What stories do your numbers tell? Our guest columnist explains how to use financial statements to make smart business decisions. Are you taking too much cash out of the business? Are you investing enough?
Jose Casto, president of Maaco and one of our clients, recently reminded me that franchisees really care about only two things: making money and building a legacy to pass down. Focusing on operations and the back office is not something they want to do when they could be spending more valuable time on other, revenue-increasing activities.
The abacus still works, but more sophisticated accounting methods are better suited for a 24/7/365 operation.
Since I started my career in accounting, I’ve focused on improving business processes to save time. Based on working with all kinds of franchises around the country, I’ve come up with five accounting strategies every franchise owner ought to know.
No. 1: Bye-bye Excel. While it’s easy to reach for the spreadsheet, the first and most important step to ensuring the financial health of your franchise is to use professional accounting software. Many franchises start with MS Excel because they think it will save time; there’s virtually no learning curve or difficult setup. However, a spreadsheet is really limited because it doesn’t integrate with any operations software, does not provide insight into your business and is difficult to keep updated on a regular basis.
No. 2: Keep impeccable paperless records. Clean records are, of course, something any business wants to have, but they are especially helpful for accounting, tax, budgeting and even reviewing your profitability. If you can go as paperless as possible, it’s even better. Paperless solutions allow you to store receipts and other important documents, nearly eliminating the need for paper files.
Data can easily be scanned and transferred from paper, emails, PDFs and word processing files, and saved in a digital form that is standardized, legible, accessible and organized. The information can then be entered or, in many cases, scanned and populated, into accounting applications like QuickBooks with minimal errors and a full audit trail. Security, workflow, invoice processing time and organization are all improved.
No. 3: Live, breathe and make business decisions using reports. Many franchisees use their accounting records to file their tax returns, get a business loan, or determine whether they made or lost money. Yet, what they’re missing out on are the stories the numbers tell that will help them determine how to staff, where to expand and even how to measure customer loyalty. Franchise owners must generate monthly financials, including profit and loss, balance sheet and cash flow statements, to get an accurate picture of the business and how to improve it. What do these reports tell you?
Income statement: This report shows your current financial activity by month or year. Also known as the P&L (profit and loss statement), it includes noncash items such as equipment that is depreciated over time. The income statement answers all kinds of questions: Is there enough gross profit to pay the bills? Are you taking too much cash out of the business? Are you investing enough in the business to grow it? A series of income statements reviewed over several years identifies trends that can help you address the highs and lows of your business.
Balance sheet: A balance sheet includes assets and liabilities, such as cash and any outstanding loans.
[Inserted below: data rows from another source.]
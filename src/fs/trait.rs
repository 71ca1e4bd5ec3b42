//! FileSystem trait definition

use anyhow::Result;
use std::path::{Path, PathBuf};

/// Type of file system entry
#[derive(Debug, Clone, Copy, PartialEq, Eq)]
pub enum FileType {
    File,
    Directory,
    Symlink,
}

/// A directory entry returned by read_dir
#[derive(Debug, Clone)]
pub struct DirEntry {
    pub path: PathBuf,
    pub name: String,
    pub file_type: FileType,
}

impl DirEntry {
    pub fn path(&self) -> &Path {
        &self.path
    }

    pub fn file_name(&self) -> &str {
        &self.name
    }

    pub fn is_dir(&self) -> bool {
        self.file_type == FileType::Directory
    }
}

/// Read-only view of a checked-out tree.
///
/// Stack detection and recipe generation only ever look at a workspace
/// through this trait, so both can be exercised against an in-memory tree.
pub trait FileSystem: Send + Sync {
    /// Check if a path exists
    fn exists(&self, path: &Path) -> bool;

    /// Check if path is a directory
    fn is_dir(&self, path: &Path) -> bool;

    /// Check if path is a file
    fn is_file(&self, path: &Path) -> bool;

    /// Read file contents as string
    fn read_to_string(&self, path: &Path) -> Result<String>;

    /// List directory contents, sorted by name
    fn read_dir(&self, path: &Path) -> Result<Vec<DirEntry>>;

    /// All regular files below `root`, relative to it and sorted.
    ///
    /// VCS metadata and ignored paths are skipped.
    fn list_files(&self, root: &Path) -> Result<Vec<PathBuf>>;
}
/// Defines a closed, `Copy` identifier enum with a stable wire name, a display
/// name, and lookup aliases.
///
/// Unlike open registries, unknown names are rejected on deserialization so a
/// persisted profile can never smuggle in a tag no template understands.
#[macro_export]
macro_rules! define_tag_enum {
    (
        $(#[$enum_meta:meta])*
        $enum_name:ident {
            $(
                $(#[$variant_meta:meta])*
                $variant:ident => $serde_name:literal : $display_name:literal
                $( | $alias:literal )*
            ),* $(,)?
        }
    ) => {
        $(#[$enum_meta])*
        #[derive(Debug, Clone, Copy, PartialEq, Eq, Hash, PartialOrd, Ord)]
        pub enum $enum_name {
            $(
                $(#[$variant_meta])*
                $variant,
            )*
        }

        impl serde::Serialize for $enum_name {
            fn serialize<S>(&self, serializer: S) -> Result<S::Ok, S::Error>
            where
                S: serde::Serializer,
            {
                serializer.serialize_str(self.as_str())
            }
        }

        impl<'de> serde::Deserialize<'de> for $enum_name {
            fn deserialize<D>(deserializer: D) -> Result<Self, D::Error>
            where
                D: serde::Deserializer<'de>,
            {
                let s = String::deserialize(deserializer)?;
                Self::from_name(&s).ok_or_else(|| {
                    <D::Error as serde::de::Error>::unknown_variant(&s, &[$($serde_name),*])
                })
            }
        }

        impl $enum_name {
            /// Stable lowercase name used on the wire and in records.
            pub fn as_str(&self) -> &'static str {
                match self {
                    $(
                        Self::$variant => $serde_name,
                    )*
                }
            }

            /// Human-readable name.
            pub fn name(&self) -> &'static str {
                match self {
                    $(
                        Self::$variant => $display_name,
                    )*
                }
            }

            pub fn from_name(name: &str) -> Option<Self> {
                match name {
                    $(
                        $serde_name | $display_name $(| $alias)* => Some(Self::$variant),
                    )*
                    _ => None,
                }
            }

            pub fn all_variants() -> &'static [Self] {
                &[
                    $(
                        Self::$variant,
                    )*
                ]
            }
        }

        impl std::fmt::Display for $enum_name {
            fn fmt(&self, f: &mut std::fmt::Formatter<'_>) -> std::fmt::Result {
                f.write_str(self.as_str())
            }
        }
    };
}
It helps owners identify strengths and weaknesses of the franchise over its life and answers questions such as whether the business is cash strong, how long it can survive on its current holdings and whether there is too much debt or enough working capital.
Cash flow: A cash flow statement starts with net income and then adds back any deductions such as depreciation or amortization. Essentially, it shows your bottom line, and, for example, what the bank is interested in when you apply for a loan.
No. 4: Avoid fraud by reviewing monthly statements. Fraud, big or small, is incredibly common in today’s business environment. If a check forgery, personal or business identity theft, or another kind of fraud were to occur, would you even know about it before it’s too late?
Reconcile credit card and bank statements to ensure all expenditures are legitimate. Follow best practices to protect yourself from personal or business fraud. For example, buy a security micro cut shredder that turns paper into confetti, use a credit card rather than a debit card, and subscribe to a credit monitoring service to ensure no one gets access to your personal or business information.
No. 5: Get training. Don’t know a lot about accounting? Unsure how to use accounting software? While your bottom line is to get new customers and retain the ones you have, as a franchisee, you must also spend time on staffing, marketing and customer service. A bit of training on setting up your accounting systems and making the software more efficient will help you retain and recruit customers, save you time and build your confidence.
If your headquarters office does not pass down or provide the kind of accounting programs you need to efficiently operate, you’re on your own. However, that doesn’t mean you should neglect your back office or send it to the back burner to work on when things slow down. Accounting is a 24/7/365 process, so ensuring you’re maximizing your systems and processes is key to short- and long-term success.